For Dr. Bhaskar, it has underscored the complexities and roadblocks of government work around climate. But she has appreciated the urgency with which the city has approached this project. “It’s made me realize how vital it is to have civic collaborators for research like this,” she says. “I’m excited to co-design more studies with those who shape climate policy, in the hopes that it translates into action.”
An equally important priority is starting dialogues with the public. “When we were out in the field, nearby residents would sometimes stop and ask what we were doing,” recalls Quintana. Some people were curious, others were mistrustful and worried the green infrastructure would pose a nuisance. But many didn’t even know the city had installed these tools. “Without engaging community members, it’s hard to convince them that a tree is going to have a positive impact. Especially when they are facing so many other stressors.”
Community outreach is one of the main goals of the city’s first Environmental Justice Advisory Committee, announced in February 2022. Dr. Bhaskar is one of 17 members who will make recommendations to the mayor’s office and be ambassadors for climate equity. Through the committee, Dr. Bhaskar met Mariel Featherstone, DPM, a student in the master of public health program at the University of Pennsylvania. There she’s done work with Dr. Eugenia South, showing that urban green spaces significantly improve mental health. She and Dr. Bhaskar aim to have conversations out in the community to see if green infrastructure has influenced well-being. “There is a direct link between a person’s surrounding and their mood,” says Dr. Featherstone. Violent crime increases on hotter days, and people who face climaterelated natural disasters frequently struggle with mental health problems. “Climate change is no longer just an environmental issue, it’s a public health issue.”

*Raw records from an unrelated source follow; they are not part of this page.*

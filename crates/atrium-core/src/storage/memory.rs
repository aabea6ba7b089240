//! In-memory catalog store.
//!
//! Holds records, grants and descriptors in vectors behind a read-write
//! lock. Query semantics are the reference ones from
//! [`crate::catalog::AgentQuery`], so this store doubles as the oracle the
//! SQLite store is checked against in tests.

use std::collections::BTreeSet;
use std::sync::RwLock;

use async_trait::async_trait;

use crate::catalog::{
    AgentQuery, AgentSource, CategorySource, CategorySummary, GrantSource, Visibility,
    sort_records,
};
use crate::models::{AccessGrant, AgentRecord, CategoryDescriptor, PermissionBits};
use crate::storage::error::{StorageError, StorageResult};

#[derive(Debug, Default)]
struct Contents {
    agents: Vec<AgentRecord>,
    grants: Vec<AccessGrant>,
    categories: Vec<CategoryDescriptor>,
}

/// Catalog store backed by process memory.
#[derive(Debug, Default)]
pub struct InMemoryCatalogStore {
    contents: RwLock<Contents>,
}

impl InMemoryCatalogStore {
    pub fn new() -> Self {
        Self::default()
    }

    /// Inserts or replaces a record by id.
    pub fn upsert_agent(&self, record: AgentRecord) -> StorageResult<()> {
        let mut contents = self.write()?;
        contents.agents.retain(|r| r.id != record.id);
        contents.agents.push(record);
        Ok(())
    }

    /// Inserts a grant, replacing an existing one for the same principal and resource.
    pub fn insert_grant(&self, grant: AccessGrant) -> StorageResult<()> {
        let mut contents = self.write()?;
        contents.grants.retain(|g| {
            !(g.principal_type == grant.principal_type
                && g.principal_id == grant.principal_id
                && g.resource_type == grant.resource_type
                && g.resource_id == grant.resource_id)
        });
        contents.grants.push(grant);
        Ok(())
    }

    /// Inserts or replaces a descriptor by value.
    pub fn upsert_category(&self, descriptor: CategoryDescriptor) -> StorageResult<()> {
        let mut contents = self.write()?;
        contents.categories.retain(|d| d.value != descriptor.value);
        contents.categories.push(descriptor);
        Ok(())
    }

    fn read(&self) -> StorageResult<std::sync::RwLockReadGuard<'_, Contents>> {
        self.contents.read().map_err(|_| StorageError::Unavailable("store lock poisoned".to_string()))
    }

    fn write(&self) -> StorageResult<std::sync::RwLockWriteGuard<'_, Contents>> {
        self.contents
            .write()
            .map_err(|_| StorageError::Unavailable("store lock poisoned".to_string()))
    }
}

#[async_trait]
impl AgentSource for InMemoryCatalogStore {
    async fn find_agents(&self, query: &AgentQuery) -> StorageResult<Vec<AgentRecord>> {
        let contents = self.read()?;
        let mut matched: Vec<AgentRecord> =
            contents.agents.iter().filter(|r| query.matches(r)).cloned().collect();
        sort_records(&mut matched);
        Ok(matched.into_iter().skip(query.offset).take(query.limit).collect())
    }

    async fn summarize(&self, visibility: &Visibility) -> StorageResult<CategorySummary> {
        let contents = self.read()?;
        let mut summary = CategorySummary::default();
        contents.agents.iter().filter(|r| visibility.admits(r)).for_each(|r| summary.observe(r));
        Ok(summary)
    }

    async fn count(&self, visibility: &Visibility) -> StorageResult<u64> {
        let contents = self.read()?;
        Ok(contents.agents.iter().filter(|r| visibility.admits(r)).count() as u64)
    }

    async fn sample(&self, limit: usize) -> StorageResult<Vec<AgentRecord>> {
        let contents = self.read()?;
        let mut all = contents.agents.clone();
        sort_records(&mut all);
        all.truncate(limit);
        Ok(all)
    }
}

#[async_trait]
impl GrantSource for InMemoryCatalogStore {
    async fn public_agent_ids(&self, required: PermissionBits) -> StorageResult<BTreeSet<String>> {
        let contents = self.read()?;
        Ok(contents
            .grants
            .iter()
            .filter(|g| g.exposes_agent(required))
            .map(|g| g.resource_id.clone())
            .collect())
    }
}

#[async_trait]
impl CategorySource for InMemoryCatalogStore {
    async fn descriptors_for(&self, values: &[String]) -> StorageResult<Vec<CategoryDescriptor>> {
        let contents = self.read()?;
        let mut found: Vec<CategoryDescriptor> = contents
            .categories
            .iter()
            .filter(|d| d.is_active && values.contains(&d.value))
            .cloned()
            .collect();
        found.sort_by(|a, b| a.order.cmp(&b.order).then_with(|| a.value.cmp(&b.value)));
        Ok(found)
    }
}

Learning From Ecological Resilience
Dr. Bhaskar hopes involving other health experts, students and community members will bring varied perspectives to a multilayered challenge. Her approach is inspired by an ecological concept she studied in her postdoctoral work called response diversity.

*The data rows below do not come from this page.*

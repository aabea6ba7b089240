//! Rate limit middleware.

use std::net::{IpAddr, SocketAddr};

use axum::extract::{ConnectInfo, Request, State};
use axum::middleware::Next;
use axum::response::{IntoResponse, Response};
use http::{HeaderMap, HeaderValue};
use tracing::warn;

use crate::server::AppState;
use crate::server::error::ApiError;

const FORWARDED_FOR: &str = "x-forwarded-for";
const LIMIT_HEADER: &str = "x-ratelimit-limit";
const REMAINING_HEADER: &str = "x-ratelimit-remaining";

/// Key identifying a caller: the first `X-Forwarded-For` entry when that
/// header is trusted, else the peer IP, else `"unknown"`.
pub fn caller_key(headers: &HeaderMap, peer: Option<IpAddr>, trust_forwarded_for: bool) -> String {
    if trust_forwarded_for {
        let forwarded = headers
            .get(FORWARDED_FOR)
            .and_then(|v| v.to_str().ok())
            .and_then(|v| v.split(',').next())
            .map(str::trim)
            .filter(|v| !v.is_empty());
        if let Some(first) = forwarded {
            return first.to_string();
        }
    }
    peer.map_or_else(|| "unknown".to_string(), |ip| ip.to_string())
}

/// Rejects callers over budget with 429 and tags allowed responses with
/// the remaining budget.
pub async fn enforce(State(state): State<AppState>, request: Request, next: Next) -> Response {
    let Some(limiter) = state.rate_limiter() else {
        return next.run(request).await;
    };

    let peer = request.extensions().get::<ConnectInfo<SocketAddr>>().map(|c| c.0.ip());
    let key = caller_key(request.headers(), peer, state.trust_forwarded_for());
    let decision = limiter.check(&key).await;

    if !decision.allowed {
        warn!(
            caller = %key,
            limit = decision.limit,
            retry_after_secs = decision.retry_after.as_secs(),
            "Rate limit hit"
        );
        return ApiError::RateLimited { retry_after: decision.retry_after }.into_response();
    }

    let mut response = next.run(request).await;
    let headers = response.headers_mut();
    headers.insert(LIMIT_HEADER, HeaderValue::from(decision.limit));
    headers.insert(REMAINING_HEADER, HeaderValue::from(decision.remaining));
    response
}

#[cfg(test)]
mod tests {
    use super::*;

    fn forwarded(value: &str) -> HeaderMap {
        let mut headers = HeaderMap::new();
        headers.insert(FORWARDED_FOR, HeaderValue::from_str(value).unwrap());
        headers
    }

    #[test]
    fn test_caller_key_uses_first_forwarded_entry_when_trusted() {
        let peer = Some("10.0.0.1".parse().unwrap());
        let headers = forwarded("203.0.113.7, 10.0.0.1");
        assert_eq!(caller_key(&headers, peer, true), "203.0.113.7");
    }

    #[test]
    fn test_caller_key_ignores_forwarded_when_untrusted() {
        let peer = Some("10.0.0.1".parse().unwrap());
        let headers = forwarded("203.0.113.7");
        assert_eq!(caller_key(&headers, peer, false), "10.0.0.1");
    }

    #[test]
    fn test_caller_key_falls_back() {
        assert_eq!(caller_key(&forwarded(" , "), None, true), "unknown");
        assert_eq!(caller_key(&HeaderMap::new(), None, false), "unknown");
    }
}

The theory describes how diversity can confer resilience: an ecosystem is made up of various species with different properties — some that tolerate drought, some that withstand high temperatures, and others that handle extremely wet conditions. Any one of them might struggle in one of these extreme conditions, but as long as the others thrive, the ecosystem as a whole can still function. “We can learn from how living systems with diverse responses can withstand a changing climate and apply it to engineered systems like green infrastructure.”
But Dr. Bhaskar fears we are dangerously close to a tipping point, a permanent shift that even the most resilient ecosystem will not be able to prevent. “It is urgent that we take action now, or the most vulnerable will continue to pay the price,” she says. “Drawing on different areas of expertise and experiences, we can strive to build equitable climate resilience.”